CVE-2025-22891 affects BIG-IP PEM Control Plane listener Virtual Server when configured with Diameter Endpoint profile. The vulnerability was discovered and disclosed on February 5, 2025, impacting BIG-IP versions 17.1.0-17.1.1, 16.1.0-16.1.4, and 15.1.0-15.1.10. The issue allows undisclosed traffic to cause the Virtual Server to stop processing new client connections and increase memory resource utilization (F5 Advisory).

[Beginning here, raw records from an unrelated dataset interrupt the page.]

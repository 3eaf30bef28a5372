//! Decoder, linker and encoder for Scratch sb3 block graphs.
//!
//! Blocks reference each other by opaque string ids inside a flat,
//! ID-indexed table, so materialization is a two-phase protocol: decode
//! produces entries holding deferred identifiers, then a linking pass over
//! the completed table turns identifiers into validated references. The
//! [`fragment`] module supplies the embedded-JSON extractor the rest of
//! the format parser leans on.

pub mod block;
pub mod error;
pub mod fragment;
pub mod input;
pub mod mutation;
pub mod num;
pub mod options;
pub mod prim;
pub mod shadow;
pub mod sprite;

use serde_json::Value;

pub use crate::block::{Block, Field, Link};
pub use crate::error::{Error, Result};
pub use crate::input::{Input, Slot};
pub use crate::mutation::Mutation;
pub use crate::options::DecodeOptions;
pub use crate::prim::{Prim, PrimKind};
pub use crate::shadow::ShadowStatus;
pub use crate::sprite::{BlockEntry, BlockId, List, Resolver, Sprite, Variable};

/// Decodes a sprite ("target") object and runs the linking pass over its
/// completed block table.
pub fn sprite_from_str(input: &str) -> Result<Sprite> {
    sprite_from_str_with_options(input, &DecodeOptions::default())
}

pub fn sprite_from_str_with_options(input: &str, options: &DecodeOptions) -> Result<Sprite> {
    let value: Value = serde_json::from_str(input)?;
    let mut sprite = Sprite::from_json_with_options(&value, options)?;
    sprite.link_blocks();
    Ok(sprite)
}

pub fn sprite_to_string(sprite: &Sprite) -> Result<String> {
    Ok(serde_json::to_string(&sprite.to_json()?)?)
}

/// Extracts the single JSON value beginning at `offset` of `text`,
/// ignoring whatever trails it.
pub fn extract_value(text: &str, offset: usize) -> Result<(Value, usize)> {
    fragment::extract(text, offset)
}

/// Whether a complete value can be extracted starting at `offset`.
pub fn is_partial_json(text: &str, offset: usize) -> bool {
    fragment::is_partial_json(text, offset)
}

/// Whether the entire string decodes as one JSON document.
pub fn is_valid_json(text: &str) -> bool {
    fragment::is_valid_json(text)
}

The vulnerability has been classified as CWE-401: Missing Release of Memory after Effective Lifetime. It has received a CVSS v3.1 score of 7.5 (High) and CVSS v4.0 score of 8.7 (High). The vulnerability specifically affects the Control Plane Listener virtual server when configured with Diameter Endpoint profile, and is a data plane issue with no control plane exposure (F5 Advisory).

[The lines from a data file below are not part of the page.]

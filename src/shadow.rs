use std::fmt;

use crate::{Error, Result};

/// Disposition of a block input slot: a default shadow present, no shadow
/// at all, or a shadow obscured by a plugged-in unit.
#[derive(Debug, Clone, Copy, PartialEq, Eq, Hash)]
pub enum ShadowStatus {
    HasShadow,
    NoShadow,
    Obscured,
}

impl ShadowStatus {
    /// Wire code, 1..=3.
    pub const fn code(self) -> u8 {
        match self {
            ShadowStatus::HasShadow => 1,
            ShadowStatus::NoShadow => 2,
            ShadowStatus::Obscured => 3,
        }
    }

    pub const fn name(self) -> &'static str {
        match self {
            ShadowStatus::HasShadow => "has shadow",
            ShadowStatus::NoShadow => "no shadow",
            ShadowStatus::Obscured => "obscured",
        }
    }

    /// Canonical status for `code`; anything outside 1..=3 fails.
    pub fn from_code(code: i64) -> Result<Self> {
        match code {
            1 => Ok(ShadowStatus::HasShadow),
            2 => Ok(ShadowStatus::NoShadow),
            3 => Ok(ShadowStatus::Obscured),
            _ => Err(Error::UnknownShadowCode { code }),
        }
    }
}

impl fmt::Display for ShadowStatus {
    fn fmt(&self, f: &mut fmt::Formatter<'_>) -> fmt::Result {
        f.write_str(self.name())
    }
}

The vulnerability can cause system performance degradation until the Traffic Management Microkernel (TMM) process is either forced to restart or manually restarted. It disrupts traffic for new client connections and allows remote unauthenticated attackers to cause a denial-of-service (DoS) on the BIG-IP system specific to the PEM control and data plane virtual servers. Additionally, management operations of BIG-IP PEM may not work, such as deletion of existing PEM subscribers, though existing PEM provisioned connections and other traffic are not immediately disrupted (F5 Advisory).

As a temporary workaround, administrators can restart the TMM process to recover traffic processing and management. F5 recommends configuring BIG-IP systems with High Availability (HA) to lessen the impact. For permanent remediation, users should upgrade to version 17.1.2 for 17.x branch, 16.1.5 for 16.x branch, or apply hotfix BIGIP-15.1.10.6.0.11.6-ENG.iso for 15.x branch (F5 Advisory).